Up to and including the line containing "pub fn config_dir()", retype each line of the listing below exactly, beginning with the first.

=== Task material ===
((
//! Host lookups: executables on the search path and per-user directories.
//!
//! Executable lookups walk `PATH` on every call. Nothing is cached, so a
//! tool installed or removed between two scans is seen by the next one.

use std::ffi::OsString;
use std::path::{Path, PathBuf};

/// Parse the `PATH` environment variable into a list of directories.
pub fn search_path() -> Vec<PathBuf> {
    std::env::var_os("PATH")
        .map(|path| std::env::split_paths(&path).collect())
        .unwrap_or_default()
}

/// Check whether a file has executable permission bits set.
#[cfg(unix)]
pub fn is_executable(path: &Path) -> bool {
    use std::os::unix::fs::PermissionsExt;
    path.metadata()
        .map(|m| m.is_file() && m.permissions().mode() & 0o111 != 0)
        .unwrap_or(false)
}

/// On Windows, executability is determined by file extension, not permission bits.
#[cfg(not(unix))]
pub fn is_executable(path: &Path) -> bool {
    path.is_file()
}

/// File names to try for `name` in a single directory.
fn candidate_names(name: &str) -> Vec<OsString> {
    let mut names = vec![OsString::from(name)];
    if cfg!(windows) {
        let exts = std::env::var("PATHEXT").unwrap_or_else(|_| ".EXE;.CMD;.BAT;.COM".to_string());
        for ext in exts.split(';').filter(|e| !e.is_empty()) {
            names.push(OsString::from(format!("{}{}", name, ext.to_lowercase())));
        }
    }
    names
}

/// Resolve `name` against the given directories.
pub fn resolve_in(name: &str, dirs: &[PathBuf]) -> Option<PathBuf> {
    let names = candidate_names(name);
    dirs.iter()
        .flat_map(|dir| names.iter().map(move |n| dir.join(n)))
        .find(|candidate| is_executable(candidate))
}

/// Resolve `name` against the current `PATH`.
pub fn find_executable(name: &str) -> Option<PathBuf> {
    resolve_in(name, &search_path())
}

/// True if every named executable is on the current `PATH`.
pub fn has_executables(names: &[&str]) -> bool {
    let dirs = search_path();
    names.iter().all(|name| resolve_in(name, &dirs).is_some())
}

/// Returns the per-user configuration directory.
///
/// Falls back to the working directory if none can be determined.
pub fn config_dir() -> PathBuf {
    dirs::config_dir().unwrap_or_else(|| PathBuf::from("."))
}

#[cfg(all(test, unix))]
mod tests {
    use super::*;
    use std::fs;
    use std::os::unix::fs::PermissionsExt;

    fn write_file(dir: &Path, name: &str, mode: u32) -> PathBuf {
        let path = dir.join(name);
        fs::write(&path, "#!/bin/sh\n").unwrap();
        fs::set_permissions(&path, fs::Permissions::from_mode(mode)).unwrap();
        path
    }

    #[test]
    fn test_resolve_finds_executable() {
        let dir = tempfile::tempdir().unwrap();
        let expected = write_file(dir.path(), "flatpak", 0o755);

        let found = resolve_in("flatpak", &[dir.path().to_path_buf()]);
        assert_eq!(found, Some(expected));
    }

    #[test]
    fn test_resolve_skips_non_executable() {
        let dir = tempfile::tempdir().unwrap();
        write_file(dir.path(), "snap", 0o644);

        assert_eq!(resolve_in("snap", &[dir.path().to_path_buf()]), None);
    }

    #[test]
    fn test_resolve_uses_first_directory() {
        let first = tempfile::tempdir().unwrap();
        let second = tempfile::tempdir().unwrap();
        let expected = write_file(first.path(), "pip3", 0o755);
        write_file(second.path(), "pip3", 0o755);

        let dirs = vec![first.path().to_path_buf(), second.path().to_path_buf()];
        assert_eq!(resolve_in("pip3", &dirs), Some(expected));
    }

    #[test]
    fn test_resolve_ignores_directories() {
        let dir = tempfile::tempdir().unwrap();
        fs::create_dir(dir.path().join("brew")).unwrap();

        assert_eq!(resolve_in("brew", &[dir.path().to_path_buf()]), None);
    }

    #[test]
    fn test_missing_tool_not_found() {
        assert!(find_executable("upd8-definitely-not-installed").is_none());
        assert!(!has_executables(&["sh", "upd8-definitely-not-installed"]));
    }
}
))
=== Answer to this exercise ===
//! Host lookups: executables on the search path and per-user directories.
//!
//! Executable lookups walk `PATH` on every call. Nothing is cached, so a
//! tool installed or removed between two scans is seen by the next one.

use std::ffi::OsString;
use std::path::{Path, PathBuf};

/// Parse the `PATH` environment variable into a list of directories.
pub fn search_path() -> Vec<PathBuf> {
    std::env::var_os("PATH")
        .map(|path| std::env::split_paths(&path).collect())
        .unwrap_or_default()
}

/// Check whether a file has executable permission bits set.
#[cfg(unix)]
pub fn is_executable(path: &Path) -> bool {
    use std::os::unix::fs::PermissionsExt;
    path.metadata()
        .map(|m| m.is_file() && m.permissions().mode() & 0o111 != 0)
        .unwrap_or(false)
}

/// On Windows, executability is determined by file extension, not permission bits.
#[cfg(not(unix))]
pub fn is_executable(path: &Path) -> bool {
    path.is_file()
}

/// File names to try for `name` in a single directory.
fn candidate_names(name: &str) -> Vec<OsString> {
    let mut names = vec![OsString::from(name)];
    if cfg!(windows) {
        let exts = std::env::var("PATHEXT").unwrap_or_else(|_| ".EXE;.CMD;.BAT;.COM".to_string());
        for ext in exts.split(';').filter(|e| !e.is_empty()) {
            names.push(OsString::from(format!("{}{}", name, ext.to_lowercase())));
        }
    }
    names
}

/// Resolve `name` against the given directories.
pub fn resolve_in(name: &str, dirs: &[PathBuf]) -> Option<PathBuf> {
    let names = candidate_names(name);
    dirs.iter()
        .flat_map(|dir| names.iter().map(move |n| dir.join(n)))
        .find(|candidate| is_executable(candidate))
}

/// Resolve `name` against the current `PATH`.
pub fn find_executable(name: &str) -> Option<PathBuf> {
    resolve_in(name, &search_path())
}

/// True if every named executable is on the current `PATH`.
pub fn has_executables(names: &[&str]) -> bool {
    let dirs = search_path();
    names.iter().all(|name| resolve_in(name, &dirs).is_some())
}

/// Returns the per-user configuration directory.
///
/// Falls back to the working directory if none can be determined.
pub fn config_dir() -> PathBuf {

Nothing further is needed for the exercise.